Levels of sE-selectin, sEPCR, and adiponectin were measured using an enzyme-linked immunosorbent assay according to the instructions of the manufacturers (R&D Biosystems; Diagnostica Stago; Linco Research Inc, respectively). For each assay, the inter– and intra-assay variations were less than 9%. In a substudy, using sE-selectin as a phenotype, patients were stratified based on a threshold level of sE-selectin as previously described, high (patients with >40 ng/ml) and low (patients ≤ 40 ng/ml) [19]. A similar subgroup analysis was also performed for adiponectin, high (>13 ug/ml; patients who fell above the median value of entire cohort herein) and low (≤13 ug/ml; median value, patients at median and below).

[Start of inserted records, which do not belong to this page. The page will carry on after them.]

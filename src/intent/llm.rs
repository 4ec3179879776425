use async_trait::async_trait;
use rig::completion::{Chat, Message};
use rig::providers::openai::Client as OpenAiClient;
use serde_json::{from_str, Value};
use tracing::{debug, error, info};

use super::model::{ParsedIntent, REQUIRED_KEYS};
use crate::error::{language_model_error, AppResult};

/// A chat model that answers a user message under a system instruction
#[async_trait]
pub trait LanguageModel: Send + Sync + 'static {
    /// Return the model's raw text reply
    async fn complete(&self, system_prompt: &str, user_text: &str) -> AppResult<String>;
}

/// OpenAI chat completions through rig
pub struct OpenAiModel {
    client: OpenAiClient,
    model: String,
}

impl OpenAiModel {
    pub fn new(api_key: &str, model: impl Into<String>) -> Self {
        Self {
            client: OpenAiClient::new(api_key),
            model: model.into(),
        }
    }

    pub fn model(&self) -> &str {
        &self.model
    }
}

#[async_trait]
impl LanguageModel for OpenAiModel {
    async fn complete(&self, system_prompt: &str, user_text: &str) -> AppResult<String> {
        info!("Requesting intent extraction from {}", self.model);

        let agent = self
            .client
            .agent(&self.model)
            .preamble(system_prompt)
            .temperature(0.0)
            .build();

        let response = agent
            .chat(user_text.to_string(), Vec::<Message>::new())
            .await
            .map_err(|e| language_model_error(&format!("OpenAI request failed: {}", e)))?;

        debug!("Model reply: {}", response);
        Ok(response)
    }
}

/// Parse a model reply into a [`ParsedIntent`].
///
/// The reply must hold one JSON object with every key in [`REQUIRED_KEYS`];
/// text around the object (code fences, chatter) is ignored.
pub fn parse_intent_reply(reply: &str) -> Result<ParsedIntent, String> {
    let value = extract_json_object(reply)?;

    let object = value
        .as_object()
        .ok_or_else(|| "Model reply is not a JSON object".to_string())?;

    let missing: Vec<&str> = REQUIRED_KEYS
        .iter()
        .copied()
        .filter(|key| !object.contains_key(*key))
        .collect();
    if !missing.is_empty() {
        return Err(format!("Model reply is missing keys: {}", missing.join(", ")));
    }

    serde_json::from_value(value).map_err(|e| format!("Model reply has unexpected field types: {}", e))
}

/// Find the JSON object inside a model reply
fn extract_json_object(reply: &str) -> Result<Value, String> {
    // Try the outermost braces first
    if let (Some(start), Some(end)) = (reply.find('{'), reply.rfind('}')) {
        if start < end {
            match from_str::<Value>(&reply[start..=end]) {
                Ok(value) => return Ok(value),
                Err(e) => {
                    error!("Failed to parse JSON from model reply: {}", e);
                }
            }
        }
    }

    // Fall back to the whole reply
    match from_str::<Value>(reply.trim()) {
        Ok(value) => Ok(value),
        Err(e) => {
            error!("Could not extract valid JSON from model reply: {}", reply);
            Err(format!("Model reply is not valid JSON: {}", e))
        }
    }
}
mod http_api;
mod storage;

// Integration tests, built as one test crate so the mocks can be shared.
// - calendar_api: the calendar actor and mirror against a local fake of the REST API
// - http_api: the axum router end to end
// - resolver_flow: free text to dispatch with a scripted language model
// - smoke_tests: config and component wiring
// - storage: in-memory conversation log and event mirror
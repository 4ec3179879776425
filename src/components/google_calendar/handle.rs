use super::actor::{GoogleCalendarActor, GoogleCalendarActorHandle};
use super::models::{AccessToken, CalendarEvent, EventDraft, EventPatch};
use crate::error::AppResult;
use std::sync::Arc;
use tokio::task::JoinHandle;

/// Handle for interacting with the Google Calendar actor
#[derive(Clone)]
pub struct GoogleCalendarHandle {
    actor_handle: GoogleCalendarActorHandle,
    _actor_task: Arc<JoinHandle<()>>,
}

impl GoogleCalendarHandle {
    /// Create a new GoogleCalendarHandle and spawn the actor
    pub fn new(calendar_id: impl Into<String>, api_base: impl Into<String>) -> Self {
        let (mut actor, handle) = GoogleCalendarActor::new(calendar_id, api_base);

        let actor_task = tokio::spawn(async move {
            actor.run().await;
        });

        Self {
            actor_handle: handle,
            _actor_task: Arc::new(actor_task),
        }
    }

    pub async fn insert_event(
        &self,
        draft: EventDraft,
        token: AccessToken,
    ) -> AppResult<CalendarEvent> {
        self.actor_handle.insert_event(draft, token).await
    }

    pub async fn update_event(
        &self,
        event_id: String,
        patch: EventPatch,
        token: AccessToken,
    ) -> AppResult<CalendarEvent> {
        self.actor_handle.update_event(event_id, patch, token).await
    }

    pub async fn delete_event(&self, event_id: String, token: AccessToken) -> AppResult<()> {
        self.actor_handle.delete_event(event_id, token).await
    }

    /// Shutdown the actor
    pub async fn shutdown(&self) -> AppResult<()> {
        self.actor_handle.shutdown().await
    }
}
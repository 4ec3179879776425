use chrono::{
    DateTime, Datelike, Duration, FixedOffset, NaiveDate, NaiveDateTime, SecondsFormat, TimeZone,
    Utc,
};
use chrono_tz::Tz;

/// Offset-less layouts accepted from the language model
const NAIVE_FORMATS: [&str; 4] = [
    "%Y-%m-%dT%H:%M:%S",
    "%Y-%m-%dT%H:%M",
    "%Y-%m-%d %H:%M:%S",
    "%Y-%m-%d %H:%M",
];

/// Years that RFC 3339 can write with four digits
const RFC3339_YEARS: std::ops::RangeInclusive<i32> = 0..=9999;

/// Parse an ISO 8601 timestamp.
///
/// Values carrying an offset (or `Z`) are taken as-is. Offset-less values are
/// read as wall-clock time in `tz`; a wall-clock time skipped by a DST jump does
/// not parse, and an ambiguous one resolves to the earlier instant. Years
/// outside 0000-9999 do not parse.
pub fn parse_timestamp(value: &str, tz: Tz) -> Option<DateTime<FixedOffset>> {
    parse_any_year(value, tz).filter(is_rfc3339_year)
}

fn parse_any_year(value: &str, tz: Tz) -> Option<DateTime<FixedOffset>> {
    let value = value.trim();
    if value.is_empty() {
        return None;
    }

    if let Ok(dt) = DateTime::parse_from_rfc3339(value) {
        return Some(dt);
    }

    let naive = NAIVE_FORMATS
        .iter()
        .find_map(|format| NaiveDateTime::parse_from_str(value, format).ok())?;

    let local = match tz.from_local_datetime(&naive) {
        chrono::LocalResult::Single(dt) => dt,
        chrono::LocalResult::Ambiguous(earliest, _) => earliest,
        chrono::LocalResult::None => return None,
    };

    Some(local.fixed_offset())
}

fn is_rfc3339_year(dt: &DateTime<FixedOffset>) -> bool {
    RFC3339_YEARS.contains(&dt.year())
}

/// `dt + delta`, or `None` when the result overflows or leaves 0000-9999
pub fn shift(dt: DateTime<FixedOffset>, delta: Duration) -> Option<DateTime<FixedOffset>> {
    dt.checked_add_signed(delta).filter(is_rfc3339_year)
}

/// Render a timestamp as RFC 3339 with whole seconds, `Z` for UTC
pub fn format_timestamp(dt: &DateTime<FixedOffset>) -> String {
    dt.to_rfc3339_opts(SecondsFormat::Secs, true)
}

/// Calendar date of `now` in `tz`
pub fn today_in(now: DateTime<Utc>, tz: Tz) -> NaiveDate {
    now.with_timezone(&tz).date_naive()
}
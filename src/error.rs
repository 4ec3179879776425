use miette::{Diagnostic, Result};
use thiserror::Error;

use crate::intent::model::NormalizedEvent;

/// Main error type for the application
#[derive(Debug, Error, Diagnostic)]
pub enum Error {
    #[error("Validation error: {0}")]
    #[diagnostic(code(planmate::validation))]
    Validation(String),

    #[error("Could not parse model reply for user {user_id}: {message}")]
    #[diagnostic(code(planmate::upstream_parse))]
    UpstreamParse {
        user_id: String,
        text: String,
        reply: String,
        message: String,
    },

    #[error("Dispatch failed for user {user_id}: {message}")]
    #[diagnostic(code(planmate::dispatch))]
    Dispatch {
        user_id: String,
        text: String,
        parsed: Box<NormalizedEvent>,
        message: String,
    },

    #[error("Language model error: {0}")]
    #[diagnostic(code(planmate::language_model))]
    LanguageModel(String),

    #[error("Google Calendar API error: {0}")]
    #[diagnostic(code(planmate::google_calendar))]
    GoogleCalendar(String),

    #[error("Storage error: {0}")]
    #[diagnostic(code(planmate::storage))]
    Storage(String),

    #[error("Environment error: {0}")]
    #[diagnostic(code(planmate::environment))]
    Environment(String),

    #[error("Configuration error: {0}")]
    #[diagnostic(code(planmate::config))]
    Config(String),

    #[error(transparent)]
    #[diagnostic(code(planmate::io))]
    Io(#[from] std::io::Error),

    #[error("Serialization error: {0}")]
    #[diagnostic(code(planmate::serialization))]
    Serialization(String),

    #[error("Other error: {0}")]
    #[diagnostic(code(planmate::other))]
    Other(String),
}

impl From<toml::de::Error> for Error {
    fn from(err: toml::de::Error) -> Self {
        Error::Serialization(err.to_string())
    }
}

impl From<serde_json::Error> for Error {
    fn from(err: serde_json::Error) -> Self {
        Error::Serialization(err.to_string())
    }
}

impl From<redis::RedisError> for Error {
    fn from(err: redis::RedisError) -> Self {
        Error::Storage(err.to_string())
    }
}

/// Type alias for Result with our Error type
pub type AppResult<T> = Result<T, Error>;

/// Helper to create environment errors
pub fn env_error(var: &str) -> Error {
    Error::Environment(format!("Missing environment variable: {}", var))
}

/// Helper to create configuration errors
pub fn config_error(message: &str) -> Error {
    Error::Config(message.to_string())
}

/// Helper to create validation errors
pub fn validation_error(message: &str) -> Error {
    Error::Validation(message.to_string())
}

/// Helper to create Google Calendar errors
pub fn google_calendar_error(message: &str) -> Error {
    Error::GoogleCalendar(message.to_string())
}

/// Helper to create storage errors
pub fn storage_error(message: &str) -> Error {
    Error::Storage(message.to_string())
}

/// Helper to create language model errors
pub fn language_model_error(message: &str) -> Error {
    Error::LanguageModel(message.to_string())
}
mod memory;
mod redis_store;

pub use self::memory::InMemoryStore;
pub use self::redis_store::RedisStore;

use crate::components::google_calendar::models::{EventPatch, EventRecord};
use crate::error::AppResult;
use async_trait::async_trait;
use chrono::{DateTime, Utc};
use serde::{Deserialize, Serialize};

/// Redis keys
pub mod keys {
    pub const CONVERSATION_PREFIX: &str = "planmate:conversation:";
    pub const EVENTS_PREFIX: &str = "planmate:events:";
}

/// One message in a user's conversation with the assistant
#[derive(Debug, Clone, PartialEq, Serialize, Deserialize)]
pub struct ConversationTurn {
    pub id: String,
    pub user_id: String,
    pub content: String,
    pub is_bot: bool,
    pub created_at: DateTime<Utc>,
}

impl ConversationTurn {
    pub fn new(user_id: &str, content: impl Into<String>, is_bot: bool) -> Self {
        Self {
            id: uuid::Uuid::new_v4().to_string(),
            user_id: user_id.to_string(),
            content: content.into(),
            is_bot,
            created_at: Utc::now(),
        }
    }
}

/// Append-only log of conversation turns
#[async_trait]
pub trait ConversationLog: Send + Sync + 'static {
    /// Append a turn
    async fn append(&self, user_id: &str, content: &str, is_bot: bool) -> AppResult<ConversationTurn>;

    /// All turns for a user, oldest first
    async fn history(&self, user_id: &str) -> AppResult<Vec<ConversationTurn>>;
}

/// Local mirror of the events created through this service
#[async_trait]
pub trait EventStore: Send + Sync + 'static {
    async fn insert(&self, record: &EventRecord) -> AppResult<()>;

    /// Patch a mirrored event; `None` when the user has no such event
    async fn update(
        &self,
        user_id: &str,
        google_event_id: &str,
        patch: &EventPatch,
    ) -> AppResult<Option<EventRecord>>;

    /// Remove a mirrored event; `true` when something was removed
    async fn delete(&self, user_id: &str, google_event_id: &str) -> AppResult<bool>;

    async fn find(&self, user_id: &str, google_event_id: &str) -> AppResult<Option<EventRecord>>;

    /// All events for a user ordered by start time
    async fn list(&self, user_id: &str) -> AppResult<Vec<EventRecord>>;
}

/// Order events by start time, then creation time.
///
/// Start times are compared as instants when both parse, so mixed offsets sort
/// correctly.
pub(crate) fn sort_by_start(events: &mut [EventRecord]) {
    events.sort_by(|a, b| {
        let start_a = DateTime::parse_from_rfc3339(&a.start_time).ok();
        let start_b = DateTime::parse_from_rfc3339(&b.start_time).ok();
        match (start_a, start_b) {
            (Some(start_a), Some(start_b)) => start_a.cmp(&start_b),
            _ => a.start_time.cmp(&b.start_time),
        }
        .then_with(|| a.created_at.cmp(&b.created_at))
    });
}
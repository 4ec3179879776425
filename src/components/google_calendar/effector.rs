use super::handle::GoogleCalendarHandle;
use super::models::{AccessToken, EventDraft, EventPatch, EventRecord};
use crate::components::storage::EventStore;
use crate::error::{google_calendar_error, AppResult};
use async_trait::async_trait;
use chrono::Utc;
use std::sync::Arc;
use tracing::{info, warn};

/// Calendar mutations, each followed by a write to the local mirror
#[async_trait]
pub trait CalendarEffector: Send + Sync + 'static {
    async fn create_event(
        &self,
        user_id: &str,
        draft: EventDraft,
        token: &AccessToken,
    ) -> AppResult<EventRecord>;

    async fn update_event(
        &self,
        user_id: &str,
        google_event_id: &str,
        patch: EventPatch,
        token: &AccessToken,
    ) -> AppResult<Option<EventRecord>>;

    async fn delete_event(
        &self,
        user_id: &str,
        google_event_id: &str,
        token: &AccessToken,
    ) -> AppResult<()>;

    /// The user's mirrored events ordered by start time
    async fn list_events(&self, user_id: &str) -> AppResult<Vec<EventRecord>>;
}

/// Google Calendar plus the event mirror
pub struct SyncedCalendar {
    calendar: GoogleCalendarHandle,
    store: Arc<dyn EventStore>,
}

impl SyncedCalendar {
    pub fn new(calendar: GoogleCalendarHandle, store: Arc<dyn EventStore>) -> Self {
        Self { calendar, store }
    }
}

#[async_trait]
impl CalendarEffector for SyncedCalendar {
    async fn create_event(
        &self,
        user_id: &str,
        draft: EventDraft,
        token: &AccessToken,
    ) -> AppResult<EventRecord> {
        let created = self
            .calendar
            .insert_event(draft.clone(), token.clone())
            .await?;

        let record = EventRecord {
            id: uuid::Uuid::new_v4().to_string(),
            user_id: user_id.to_string(),
            title: draft.title,
            start_time: draft.start_time,
            end_time: draft.end_time,
            google_event_id: created.id,
            created_at: Utc::now(),
        };
        self.store.insert(&record).await?;

        info!(
            "Event {} created for user {}",
            record.google_event_id, user_id
        );
        Ok(record)
    }

    async fn update_event(
        &self,
        user_id: &str,
        google_event_id: &str,
        patch: EventPatch,
        token: &AccessToken,
    ) -> AppResult<Option<EventRecord>> {
        self.calendar
            .update_event(google_event_id.to_string(), patch.clone(), token.clone())
            .await?;

        let updated = self.store.update(user_id, google_event_id, &patch).await?;
        if updated.is_none() {
            warn!(
                "Updated event {} has no local mirror for user {}",
                google_event_id, user_id
            );
        }
        Ok(updated)
    }

    async fn delete_event(
        &self,
        user_id: &str,
        google_event_id: &str,
        token: &AccessToken,
    ) -> AppResult<()> {
        if google_event_id.trim().is_empty() {
            return Err(google_calendar_error("Missing event id"));
        }

        self.calendar
            .delete_event(google_event_id.to_string(), token.clone())
            .await?;

        if !self.store.delete(user_id, google_event_id).await? {
            warn!(
                "Deleted event {} had no local mirror for user {}",
                google_event_id, user_id
            );
        }
        Ok(())
    }

    async fn list_events(&self, user_id: &str) -> AppResult<Vec<EventRecord>> {
        self.store.list(user_id).await
    }
}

Isolation of Circulating Endothelial Cells (CECs)

Levels of CECs were measured as previously reported[7, 20].

Evaluation of EPCR polymorphism

For genetic analysis, gene polymorphism at A6936G was assessed as previously described [20].

Statistical analysis

Categorical variables were compared between groups with Fisher’s exact test and continuous variables with the two sample T-test. Multivariable logistic regression models were also fit to the data using a stepwise variable selection approach to identify independent predictors of plaque status. All variables with p<0.20 for the bivariate association with plaque status were considered for inclusion in the model, and only those which remained significant at the p<0.05 level were retained in the final model. Results are reported as odds ratios with 95% confidence intervals. Two sided p-values < 0.05 were considered to be statistically significant.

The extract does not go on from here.